───── Supplied material

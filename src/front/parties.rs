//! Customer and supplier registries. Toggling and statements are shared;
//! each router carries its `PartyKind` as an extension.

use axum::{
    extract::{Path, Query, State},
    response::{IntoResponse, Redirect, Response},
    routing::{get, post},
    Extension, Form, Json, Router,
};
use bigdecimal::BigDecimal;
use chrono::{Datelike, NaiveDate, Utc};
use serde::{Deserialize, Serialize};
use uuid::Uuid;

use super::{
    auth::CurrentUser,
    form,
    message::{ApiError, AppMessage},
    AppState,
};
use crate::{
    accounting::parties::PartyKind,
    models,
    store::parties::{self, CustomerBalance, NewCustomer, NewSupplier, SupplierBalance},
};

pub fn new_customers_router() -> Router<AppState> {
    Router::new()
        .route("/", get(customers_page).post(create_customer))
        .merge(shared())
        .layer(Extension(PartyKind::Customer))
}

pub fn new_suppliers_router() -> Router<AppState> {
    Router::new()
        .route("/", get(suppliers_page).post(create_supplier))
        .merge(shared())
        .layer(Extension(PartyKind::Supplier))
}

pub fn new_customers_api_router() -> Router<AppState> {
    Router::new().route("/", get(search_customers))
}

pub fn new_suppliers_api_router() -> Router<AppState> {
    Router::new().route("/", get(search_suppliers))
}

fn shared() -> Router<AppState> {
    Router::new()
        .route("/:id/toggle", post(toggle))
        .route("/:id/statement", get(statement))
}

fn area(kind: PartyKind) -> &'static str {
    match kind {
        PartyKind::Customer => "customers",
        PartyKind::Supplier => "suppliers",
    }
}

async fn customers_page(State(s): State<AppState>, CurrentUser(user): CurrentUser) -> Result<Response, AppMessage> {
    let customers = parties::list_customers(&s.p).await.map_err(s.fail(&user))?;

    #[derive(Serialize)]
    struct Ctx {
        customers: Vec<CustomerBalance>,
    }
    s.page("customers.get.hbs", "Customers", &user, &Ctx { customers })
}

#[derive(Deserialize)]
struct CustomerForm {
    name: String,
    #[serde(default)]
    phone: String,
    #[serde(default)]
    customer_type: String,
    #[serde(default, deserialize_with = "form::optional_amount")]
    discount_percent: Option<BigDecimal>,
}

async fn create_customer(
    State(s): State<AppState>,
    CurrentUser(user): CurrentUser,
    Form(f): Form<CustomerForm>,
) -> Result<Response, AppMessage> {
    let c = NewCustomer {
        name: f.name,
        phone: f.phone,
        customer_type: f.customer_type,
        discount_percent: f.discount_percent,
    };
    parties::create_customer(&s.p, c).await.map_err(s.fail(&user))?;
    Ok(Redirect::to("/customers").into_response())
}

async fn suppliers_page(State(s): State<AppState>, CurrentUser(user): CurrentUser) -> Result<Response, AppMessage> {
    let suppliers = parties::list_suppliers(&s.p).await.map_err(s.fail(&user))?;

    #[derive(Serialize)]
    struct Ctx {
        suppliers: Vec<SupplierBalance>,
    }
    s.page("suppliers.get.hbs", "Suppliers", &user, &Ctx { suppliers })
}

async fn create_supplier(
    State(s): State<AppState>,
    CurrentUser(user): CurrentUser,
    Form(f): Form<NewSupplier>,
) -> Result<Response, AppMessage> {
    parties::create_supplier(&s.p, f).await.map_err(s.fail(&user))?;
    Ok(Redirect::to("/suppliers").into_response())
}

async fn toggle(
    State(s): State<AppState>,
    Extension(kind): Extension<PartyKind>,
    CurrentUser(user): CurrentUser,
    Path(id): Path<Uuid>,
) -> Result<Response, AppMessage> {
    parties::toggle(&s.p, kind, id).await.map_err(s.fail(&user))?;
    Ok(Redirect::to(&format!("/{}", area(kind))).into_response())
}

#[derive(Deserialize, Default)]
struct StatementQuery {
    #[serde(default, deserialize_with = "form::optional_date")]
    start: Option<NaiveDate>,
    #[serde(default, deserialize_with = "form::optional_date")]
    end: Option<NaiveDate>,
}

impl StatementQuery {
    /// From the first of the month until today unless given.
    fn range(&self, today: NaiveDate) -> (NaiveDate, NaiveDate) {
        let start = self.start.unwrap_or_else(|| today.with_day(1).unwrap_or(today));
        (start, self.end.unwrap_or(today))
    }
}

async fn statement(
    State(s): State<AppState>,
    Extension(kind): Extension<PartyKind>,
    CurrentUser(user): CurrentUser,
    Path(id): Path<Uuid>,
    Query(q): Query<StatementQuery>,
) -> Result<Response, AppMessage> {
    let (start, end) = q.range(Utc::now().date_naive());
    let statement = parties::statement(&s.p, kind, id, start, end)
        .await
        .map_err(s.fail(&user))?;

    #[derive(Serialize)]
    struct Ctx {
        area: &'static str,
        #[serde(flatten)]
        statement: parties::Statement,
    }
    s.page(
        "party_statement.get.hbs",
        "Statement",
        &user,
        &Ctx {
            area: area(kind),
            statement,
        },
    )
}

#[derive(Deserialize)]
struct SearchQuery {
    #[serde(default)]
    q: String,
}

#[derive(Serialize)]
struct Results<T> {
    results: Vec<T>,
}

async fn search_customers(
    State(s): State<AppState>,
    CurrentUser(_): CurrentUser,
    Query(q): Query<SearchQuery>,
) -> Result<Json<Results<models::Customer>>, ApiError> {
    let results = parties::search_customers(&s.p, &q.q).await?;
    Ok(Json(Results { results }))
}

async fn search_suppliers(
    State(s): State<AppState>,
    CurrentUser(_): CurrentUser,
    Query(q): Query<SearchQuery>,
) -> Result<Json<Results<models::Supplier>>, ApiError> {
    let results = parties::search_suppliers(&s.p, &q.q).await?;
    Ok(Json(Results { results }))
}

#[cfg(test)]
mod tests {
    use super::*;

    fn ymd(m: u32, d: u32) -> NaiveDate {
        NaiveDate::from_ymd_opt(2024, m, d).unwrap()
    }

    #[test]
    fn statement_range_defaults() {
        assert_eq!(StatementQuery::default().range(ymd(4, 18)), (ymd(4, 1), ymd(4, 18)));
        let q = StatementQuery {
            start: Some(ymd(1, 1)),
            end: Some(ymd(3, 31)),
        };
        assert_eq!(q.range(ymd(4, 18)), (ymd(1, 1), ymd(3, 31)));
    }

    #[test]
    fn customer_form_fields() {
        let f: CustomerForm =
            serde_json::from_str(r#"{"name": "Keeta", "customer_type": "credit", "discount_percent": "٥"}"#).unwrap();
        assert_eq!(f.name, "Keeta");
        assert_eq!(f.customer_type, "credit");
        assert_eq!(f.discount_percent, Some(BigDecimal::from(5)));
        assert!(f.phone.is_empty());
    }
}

──────────

■ Directions for this task ■
Print each line above exactly as it stands.

■ Solved exercise ■
filename src/front/parties.rs
//! Customer and supplier registries. Toggling and statements are shared;
//! each router carries its `PartyKind` as an extension.

use axum::{
    extract::{Path, Query, State},
    response::{IntoResponse, Redirect, Response},
    routing::{get, post},
    Extension, Form, Json, Router,
};
use bigdecimal::BigDecimal;
use chrono::{Datelike, NaiveDate, Utc};
use serde::{Deserialize, Serialize};
use uuid::Uuid;

use super::{
    auth::CurrentUser,
    form,
    message::{ApiError, AppMessage},
    AppState,
};
use crate::{
    accounting::parties::PartyKind,
    models,
    store::parties::{self, CustomerBalance, NewCustomer, NewSupplier, SupplierBalance},
};

pub fn new_customers_router() -> Router<AppState> {
    Router::new()
        .route("/", get(customers_page).post(create_customer))
        .merge(shared())
        .layer(Extension(PartyKind::Customer))
}

pub fn new_suppliers_router() -> Router<AppState> {
    Router::new()
        .route("/", get(suppliers_page).post(create_supplier))
        .merge(shared())
        .layer(Extension(PartyKind::Supplier))
}

pub fn new_customers_api_router() -> Router<AppState> {
    Router::new().route("/", get(search_customers))
}

pub fn new_suppliers_api_router() -> Router<AppState> {
    Router::new().route("/", get(search_suppliers))
}

fn shared() -> Router<AppState> {
    Router::new()
        .route("/:id/toggle", post(toggle))
        .route("/:id/statement", get(statement))
}

fn area(kind: PartyKind) -> &'static str {
    match kind {
        PartyKind::Customer => "customers",
        PartyKind::Supplier => "suppliers",
    }
}

async fn customers_page(State(s): State<AppState>, CurrentUser(user): CurrentUser) -> Result<Response, AppMessage> {
    let customers = parties::list_customers(&s.p).await.map_err(s.fail(&user))?;

    #[derive(Serialize)]
    struct Ctx {
        customers: Vec<CustomerBalance>,
    }
    s.page("customers.get.hbs", "Customers", &user, &Ctx { customers })
}

#[derive(Deserialize)]
struct CustomerForm {
    name: String,
    #[serde(default)]
    phone: String,
    #[serde(default)]
    customer_type: String,
    #[serde(default, deserialize_with = "form::optional_amount")]
    discount_percent: Option<BigDecimal>,
}

async fn create_customer(
    State(s): State<AppState>,
    CurrentUser(user): CurrentUser,
    Form(f): Form<CustomerForm>,
) -> Result<Response, AppMessage> {
    let c = NewCustomer {
        name: f.name,
        phone: f.phone,
        customer_type: f.customer_type,
        discount_percent: f.discount_percent,
    };
    parties::create_customer(&s.p, c).await.map_err(s.fail(&user))?;
    Ok(Redirect::to("/customers").into_response())
}

async fn suppliers_page(State(s): State<AppState>, CurrentUser(user): CurrentUser) -> Result<Response, AppMessage> {
    let suppliers = parties::list_suppliers(&s.p).await.map_err(s.fail(&user))?;

    #[derive(Serialize)]
    struct Ctx {
        suppliers: Vec<SupplierBalance>,
    }
    s.page("suppliers.get.hbs", "Suppliers", &user, &Ctx { suppliers })
}

async fn create_supplier(
    State(s): State<AppState>,
    CurrentUser(user): CurrentUser,
    Form(f): Form<NewSupplier>,
) -> Result<Response, AppMessage> {
    parties::create_supplier(&s.p, f).await.map_err(s.fail(&user))?;
    Ok(Redirect::to("/suppliers").into_response())
}

async fn toggle(
    State(s): State<AppState>,
    Extension(kind): Extension<PartyKind>,
    CurrentUser(user): CurrentUser,
    Path(id): Path<Uuid>,
) -> Result<Response, AppMessage> {
    parties::toggle(&s.p, kind, id).await.map_err(s.fail(&user))?;
    Ok(Redirect::to(&format!("/{}", area(kind))).into_response())
}

#[derive(Deserialize, Default)]
struct StatementQuery {
    #[serde(default, deserialize_with = "form::optional_date")]
    start: Option<NaiveDate>,
    #[serde(default, deserialize_with = "form::optional_date")]
    end: Option<NaiveDate>,
}

impl StatementQuery {
    /// From the first of the month until today unless given.
    fn range(&self, today: NaiveDate) -> (NaiveDate, NaiveDate) {
        let start = self.start.unwrap_or_else(|| today.with_day(1).unwrap_or(today));
        (start, self.end.unwrap_or(today))
    }
}

async fn statement(
    State(s): State<AppState>,
    Extension(kind): Extension<PartyKind>,
    CurrentUser(user): CurrentUser,
    Path(id): Path<Uuid>,
    Query(q): Query<StatementQuery>,
) -> Result<Response, AppMessage> {
    let (start, end) = q.range(Utc::now().date_naive());
    let statement = parties::statement(&s.p, kind, id, start, end)
        .await
        .map_err(s.fail(&user))?;

    #[derive(Serialize)]
    struct Ctx {
        area: &'static str,
        #[serde(flatten)]
        statement: parties::Statement,
    }
    s.page(
        "party_statement.get.hbs",
        "Statement",
        &user,
        &Ctx {
            area: area(kind),
            statement,
        },
    )
}

#[derive(Deserialize)]
struct SearchQuery {
    #[serde(default)]
    q: String,
}

#[derive(Serialize)]
struct Results<T> {
    results: Vec<T>,
}

async fn search_customers(
    State(s): State<AppState>,
    CurrentUser(_): CurrentUser,
    Query(q): Query<SearchQuery>,
) -> Result<Json<Results<models::Customer>>, ApiError> {
    let results = parties::search_customers(&s.p, &q.q).await?;
    Ok(Json(Results { results }))
}

async fn search_suppliers(
    State(s): State<AppState>,
    CurrentUser(_): CurrentUser,
    Query(q): Query<SearchQuery>,
) -> Result<Json<Results<models::Supplier>>, ApiError> {
    let results = parties::search_suppliers(&s.p, &q.q).await?;
    Ok(Json(Results { results }))
}

#[cfg(test)]
mod tests {
    use super::*;

    fn ymd(m: u32, d: u32) -> NaiveDate {
        NaiveDate::from_ymd_opt(2024, m, d).unwrap()
    }

    #[test]
    fn statement_range_defaults() {
        assert_eq!(StatementQuery::default().range(ymd(4, 18)), (ymd(4, 1), ymd(4, 18)));
        let q = StatementQuery {
            start: Some(ymd(1, 1)),
            end: Some(ymd(3, 31)),
        };
        assert_eq!(q.range(ymd(4, 18)), (ymd(1, 1), ymd(3, 31)));
    }

    #[test]
    fn customer_form_fields() {
        let f: CustomerForm =
            serde_json::from_str(r#"{"name": "Keeta", "customer_type": "credit", "discount_percent": "٥"}"#).unwrap();
        assert_eq!(f.name, "Keeta");
        assert_eq!(f.customer_type, "credit");
        assert_eq!(f.discount_percent, Some(BigDecimal::from(5)));
        assert!(f.phone.is_empty());
    }
}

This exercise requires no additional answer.